Henry Ossian Flipper (21 March 1856 – 3 May 1940) was an American soldier and though born into slavery in the American South, was the first African American to graduate from the United States Military Academy at West Point in 1877 at the age of 21 and earn a commission as a 2nd Lieutenant in the US Army. Flipper was born into slavery in Thomasville, Georgia the eldest of five brothers. His mother was Isabelle Flipper and his father, Festus Flipper, a shoemaker and carriage-trimmer, was a slave of Ephraim G. Ponder, a wealthy slave dealer.

Flipper attended Atlanta University during Reconstruction. There, as a freshman, Representative James C. Freeman appointed him to attend West Point, where there were already four other black cadets. The small group had a difficult time at the academy, where they were rejected by the white students. Nevertheless, Flipper persevered and in 1877 became the first of the group to graduate, becoming a Second Lieutenant in the U.S. Army cavalry. He was assigned to the 10th Cavalry Regiment,one of the four all-black Buffalo Soldier regiments in the army, and became the first black officer to command regular troops in the U.S. Army. (Previously all-black regiments were led by white officers

Following Flipper’s commission, he was transferred to one of the all-black regiments serving in the US Army which were historically led by white officers. Assigned to A Troop under the command of Captain Nicholas M. Nolan, he became the first non-white officer to lead Buffalo Soldiers of the 10th Cavalry. Flipper served with competency and distinction during the Apache Wars and the Victorio Campaign but was haunted by rumors alleging improprieties. At one point he was court martialed and dismissed from the US Army.

After losing his commission in the Army, Flipper worked throughout Mexico and Latin America and as an assistant to the Secretary of the Interior. He retired to Atlanta in 1931 and died of natural causes in 1940.

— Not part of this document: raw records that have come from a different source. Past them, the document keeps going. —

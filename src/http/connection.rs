use std::sync::Arc;
use std::time::Duration;

use anyhow::Context;
use bytes::{Buf, BytesMut};
use tokio::io::{AsyncRead, AsyncReadExt, AsyncWrite, AsyncWriteExt};
use tracing::{debug, info, warn};

use crate::http::parser::{parse_error_at_eof, parse_http_request, ParseError};
use crate::http::request::Request;
use crate::http::response::Response;
use crate::http::writer::ResponseWriter;
use crate::static_files::{ResolveError, Resolver};

const READ_CHUNK: usize = 4096;

/// How long a rejected connection keeps reading after the response, so
/// unread request bytes do not turn the close into a reset.
const LINGER: Duration = Duration::from_millis(250);
const MAX_DISCARD: usize = 256 * 1024;

/// Drives one accepted connection from request to close.
///
/// The connection owns its stream. `run` consumes it, so a connection is
/// handled once and the stream is closed once, when `run` returns.
pub struct Connection<S> {
    stream: S,
    buffer: BytesMut,
    resolver: Arc<Resolver>,
    read_timeout: Duration,
    state: ConnectionState,
}

pub enum ConnectionState {
    Reading,
    Processing(Request),
    Writing(ResponseWriter),
    Closed,
}

impl<S> Connection<S>
where
    S: AsyncRead + AsyncWrite + Unpin,
{
    pub fn new(stream: S, resolver: Arc<Resolver>, read_timeout: Duration) -> Self {
        Self {
            stream,
            buffer: BytesMut::with_capacity(READ_CHUNK),
            resolver,
            read_timeout,
            state: ConnectionState::Reading,
        }
    }

    /// Reads one request, answers it and closes the stream.
    ///
    /// A malformed request still gets the not-found response before the
    /// error is returned. Errors that mean the peer is gone (EOF, timeout,
    /// failed write) close the stream without a response.
    pub async fn run(mut self) -> anyhow::Result<()> {
        let mut failure = None;

        loop {
            let state = std::mem::replace(&mut self.state, ConnectionState::Closed);

            self.state = match state {
                ConnectionState::Reading => match self.read_request().await {
                    Ok(req) => ConnectionState::Processing(req),
                    Err(e) if answers_with_fallback(&e) => {
                        warn!(error = %e, "Rejecting malformed request");
                        let response = fallback_response(&self.resolver).await;
                        failure = Some(e);
                        ConnectionState::Writing(ResponseWriter::new(&response))
                    }
                    Err(e) => {
                        self.close().await;
                        return Err(e);
                    }
                },

                ConnectionState::Processing(req) => {
                    let response = respond(&self.resolver, &req).await;
                    ConnectionState::Writing(ResponseWriter::new(&response))
                }

                ConnectionState::Writing(mut writer) => {
                    let written = writer
                        .write_to_stream(&mut self.stream)
                        .await
                        .context("failed to write response");
                    if let Err(e) = written {
                        self.close().await;
                        return Err(e);
                    }
                    debug!(bytes = writer.bytes_written(), "Response sent");
                    ConnectionState::Closed
                }

                ConnectionState::Closed => break,
            };
        }

        self.close().await;

        match failure {
            Some(e) => {
                self.discard_input().await;
                Err(e)
            }
            None => Ok(()),
        }
    }

    /// Reads until a full request head is buffered, bounded by the read
    /// timeout.
    pub async fn read_request(&mut self) -> anyhow::Result<Request> {
        let read_timeout = self.read_timeout;

        match tokio::time::timeout(read_timeout, self.read_request_inner()).await {
            Ok(result) => result,
            Err(_) => Err(anyhow::anyhow!(
                "timed out after {:?} waiting for request",
                read_timeout
            )),
        }
    }

    async fn read_request_inner(&mut self) -> anyhow::Result<Request> {
        loop {
            match parse_http_request(&self.buffer) {
                Ok((request, consumed)) => {
                    // Anything past the blank line would be a body; this
                    // profile never has one.
                    self.buffer.advance(consumed);
                    log_request(&request);
                    return Ok(request);
                }

                Err(ParseError::Incomplete) => {}

                Err(e) => return Err(e.into()),
            }

            self.buffer.reserve(READ_CHUNK);
            let n = self.stream.read_buf(&mut self.buffer).await?;

            if n == 0 {
                return Err(parse_error_at_eof(&self.buffer).into());
            }
        }
    }

    /// Reads and drops what the peer is still sending, bounded by
    /// `LINGER` and `MAX_DISCARD`.
    async fn discard_input(&mut self) {
        self.buffer.clear();
        let mut discarded = 0usize;

        let drained = tokio::time::timeout(LINGER, async {
            while discarded < MAX_DISCARD {
                self.buffer.reserve(READ_CHUNK);
                match self.stream.read_buf(&mut self.buffer).await {
                    Ok(0) => break,
                    Ok(n) => {
                        discarded += n;
                        self.buffer.clear();
                    }
                    Err(e) => {
                        debug!(error = %e, "Read failed while discarding input");
                        break;
                    }
                }
            }
        })
        .await;

        debug!(discarded, timed_out = drained.is_err(), "Discarded unread input");
    }

    async fn close(&mut self) {
        if let Err(e) = self.stream.shutdown().await {
            debug!(error = %e, "Shutdown after response failed");
        }
    }
}

/// Builds the response for a parsed request.
///
/// Every resolution failure is answered with the fallback resource.
pub async fn respond(resolver: &Resolver, req: &Request) -> Response {
    match resolver.resolve(req.resource_path()).await {
        Ok(resource) => {
            info!(
                status = 200,
                path = %resource.path.display(),
                content_type = resource.content_type,
                bytes = resource.body.len(),
                "Serving resource"
            );
            Response::ok(resource.content_type, resource.body)
        }

        Err(ResolveError::NotFound(path)) => {
            info!(status = 404, path = %path, "Resource not found");
            fallback_response(resolver).await
        }

        Err(e @ ResolveError::Traversal(_)) => {
            warn!(status = 404, error = %e, "Rejected path outside document root");
            fallback_response(resolver).await
        }

        Err(e @ ResolveError::Io { .. }) => {
            warn!(status = 404, error = ?e, "I/O error reading resource");
            fallback_response(resolver).await
        }
    }
}

async fn fallback_response(resolver: &Resolver) -> Response {
    let resource = resolver.not_found().await;
    Response::not_found(resource.content_type, resource.body)
}

/// Parse failures where the peer is still there to read an answer.
fn answers_with_fallback(e: &anyhow::Error) -> bool {
    matches!(
        e.downcast_ref::<ParseError>(),
        Some(ParseError::MalformedRequestLine | ParseError::HeadersTooLarge)
    )
}

fn log_request(req: &Request) {
    info!(method = %req.method, path = %req.path, "Request received");
    for header in &req.headers {
        debug!(header = %header, "Request header");
    }
}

In 1976 his descendants applied to the US military for a review of Flipper’s court martial and dismissal. A review found that the conviction and punishment were “unduly harsh and unjust” and recommended that Flipper’s dismissal be changed to a good conduct discharge. Shortly afterwards, an application for pardon was filed with the Secretary of the Army which was forwarded to the Department of Justice. President Bill Clinton pardoned Lieutenant Henry O. Flipper on 19 February 1999.